Jinshan store iron ore was built in 1958, the annual design scale mining of 300 million t, iron ore concentrate annual production capacity of 1.4 million t. The Jinshandian iron ore mine has been exploited by sublevel caving without pillars. The surface collapses in many places [1]. The time and extent of surface subsidence far exceeds the prediction, which seriously affects the continuous production in the eastern part of the workshop; Increase, the range of surface rock movement is gradually increasing, and the amount of security pillars is getting larger and larger. If it is not timely recovered, it will cause permanent losses. In addition, Jinshandian tailings storage capacity is relatively tight, and will soon face closure, current land acquisition and The relocation work is more difficult. The Jinshandian iron ore mine is applied by filling method, and the high-concentration full tailings cementing filling process [2-3] can effectively solve the above problems.
1 mining technical conditions
The ore body is produced near the boundary line between the T2-3pq and T2+T1dy7 strata in the south plate of the F3 fault near the contact zone on the southern margin of the rock mass. It is affected by the development degree of the carbonate stratum, the contact structure between the rock mass and the T2+T1dy7 stratum, and the interlayer sliding fracture zone.

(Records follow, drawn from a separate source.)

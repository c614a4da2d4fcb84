//! Error types for the rpmscan engine
//!
//! Each layer of the reader has its own error enum so callers can
//! pattern-match on the exact failure: opening the database (L1 setup),
//! scanning pages (L1), decoding a header blob (L2), and projecting a
//! package record (L3). `RpmDbError` wraps all four for the top-level API.

use std::io;
use std::path::PathBuf;

use thiserror::Error;

use crate::header::entry::TagType;
use crate::tags::TagId;

/// Failures while opening a database file and validating its metadata page.
#[derive(Error, Debug)]
pub enum OpenError {
    #[error("database file not found: {}", .0.display())]
    NotFound(PathBuf),

    #[error("permission denied opening database file: {}", .0.display())]
    PermissionDenied(PathBuf),

    #[error("bad hash metadata magic {0:#010x}")]
    UnsupportedMagic(u32),

    #[error("encrypted databases are not supported (algorithm {0})")]
    UnsupportedEncryption(u8),

    #[error("unsupported page size {0}")]
    UnsupportedPageSize(u32),

    #[error("i/o error: {0}")]
    Io(#[from] io::Error),
}

/// Failures while scanning pages and reassembling record values.
#[derive(Error, Debug)]
pub enum ReadError {
    #[error("corrupt page {page_no}: {reason}")]
    CorruptPage { page_no: u32, reason: &'static str },

    #[error("overflow chain length mismatch: expected {expected} bytes, got {got}")]
    ShortOverflow { expected: usize, got: usize },

    #[error("unexpected end of file")]
    UnexpectedEof,

    #[error("i/o error: {0}")]
    Io(#[from] io::Error),
}

/// Failures while decoding a header blob into index entries.
#[derive(Error, Debug)]
pub enum DecodeError {
    #[error("bad header magic")]
    BadMagic,

    #[error("header size mismatch: declared {declared} bytes, have {actual}")]
    SizeMismatch { declared: u64, actual: u64 },

    #[error("bad index entry {index}: {reason}")]
    BadIndexEntry { index: usize, reason: &'static str },

    #[error("missing region trailer")]
    MissingRegionTrailer,
}

/// Failures while projecting index entries into a package record.
#[derive(Error, Debug)]
pub enum ProjectError {
    #[error("tag {tag} has type {actual:?}, expected {expected:?}")]
    InvalidTagType {
        tag: TagId,
        expected: TagType,
        actual: TagType,
    },

    #[error("failed to read binary value for tag {0}")]
    BinaryReadFailure(TagId),
}

/// Top-level error for the installed-package database API.
///
/// Layer errors propagate unchanged; the wrapper only adds the context of
/// which layer produced them.
#[derive(Error, Debug)]
pub enum RpmDbError {
    #[error("failed to open package database: {0}")]
    Open(#[from] OpenError),

    #[error("berkeley db scan failed: {0}")]
    Read(#[from] ReadError),

    #[error("header decode failed: {0}")]
    Decode(#[from] DecodeError),

    #[error("package projection failed: {0}")]
    Project(#[from] ProjectError),
}

/// Result type for top-level database operations.
pub type RpmDbResult<T> = Result<T, RpmDbError>;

And F3, F4 fault and other factors control. The surrounding rocks of the upper plate are mainly skarn, argillaceous biotite horn, metamorphic siltstone , and Yingchang hornite, followed by diorite porphyrite, magnetite ore and quartz diorite and marble ; The surrounding rocks are mainly quartz diorite, skarn and marble, followed by monzonitic granite , diorite porphyrite and argillaceous biotite horn rock. The boundary between the ore body and the surrounding rock is clear, the upper plate interface is relatively straight and the interface at the lower plate is soothing and wavy, and the local transition type. The ore body tends to be 203° to 172° to 202° from west to east, and the inclination angle is 85° to 61° from west to east, and 85° to 50° from top to bottom.
The block and disseminated magnetite ore structure is dense and hard, and the joint fissures are not developed. It is a moderately stable ore; the breccia magnetite ore and the skarn-magnetite ore structure are not very tight, and the joint fissures develop. Ore with poor stability; powdered magnetite ore is loose in structure and extremely low in strength, and is a very stable ore. In this experiment, the nuggets are mainly disseminated magnetite, and the content of powdered ore is small.
The main top and bottom of ore stone slate, diorite, marble dense and hard, JOINTED less developed, is a good stability of the rock; I becomes sandstone, hornstone dense structure, but the joint development, is a medium stability Rock; skarn lithology is uneven in hardness and hardness, joint cracks develop, and it is a rock with poor stability.
The structural contact zone (contact zone between the intrusion and the surrounding rock) in the area is broken, the lithology is soft, the groundwater activity is strong, and the rock stability is significantly reduced, which is the weak zone of the deposit. Another weak zone in the deposit is a powdery ore that is lenticularly and irregularly sandwiched between the massive ore to form a weak interlayer.
In this test, the ore block is selected between 25# and 28#, the ore body has a length of 254m, an average thickness of 16.5m, and a mining depth of -368 to -396m. The average geological grade of the ore ore in the test ore is 43.55%, and the geological resource reserves are 990,000 tons.
2 mining method test research
The experimental study of the nuggets is mainly disseminated magnetite, which is a moderately stable ore. It is a full-tailed sand filling mining method after the mined stage in the staged rock drilling stage [4]. The mining method is shown in Figure 1.
2.1 Nugget layout
The ore body adopts vertical ore body orientation, the length of the stope is the thickness of the ore body, the height of the ore block is 70m in the middle section, the section height is 14m, the width of the ore block is 48-60m, the spacing of the access road is 12m, and the ore block is divided into two steps. Mining, first mining room, mining column, mining room, pillar spacing.
2.2 mining cutting
The use of extra-pulse mining, the sub-distribution of the roadway and the mine and waste rock in the lower part of the ore body. The cutting project includes segmented roadway, mining slope road, segmented pulse transportation lane, section rock drilling roadway, mining road, mine waste rock shaft, cutting patio and so on. From the slope of the mining area to the level of each ore level, the ore level is excavated along the vein, and the mining road is excavated from the mining area and the mining column along the vein, and the cutting patio is drilled at the end and the returning roadway of the upper middle section is connected.
The mine roadway is excavated in the adjacent approach, and obliquely intersected with the mining road 45°, and the cutting patio is arranged on the upper part of the ore body.
2.3 mining and mining
The medium-deep hole drilling rig is used to cut the fan-shaped medium-deep hole in the section rock drilling roadway, the row spacing is 1.5-2.0m, the hole bottom distance is 2.0m, and the drilling diameter is 76mm. Detonation is carried out using a 2# rock explosive and a non-electric detonator detonating system. The upper section leads the 1~2 row of shots than the lower section, and forms a step working surface after blasting. The first step is to return to the mining room and the second step back to the mining column.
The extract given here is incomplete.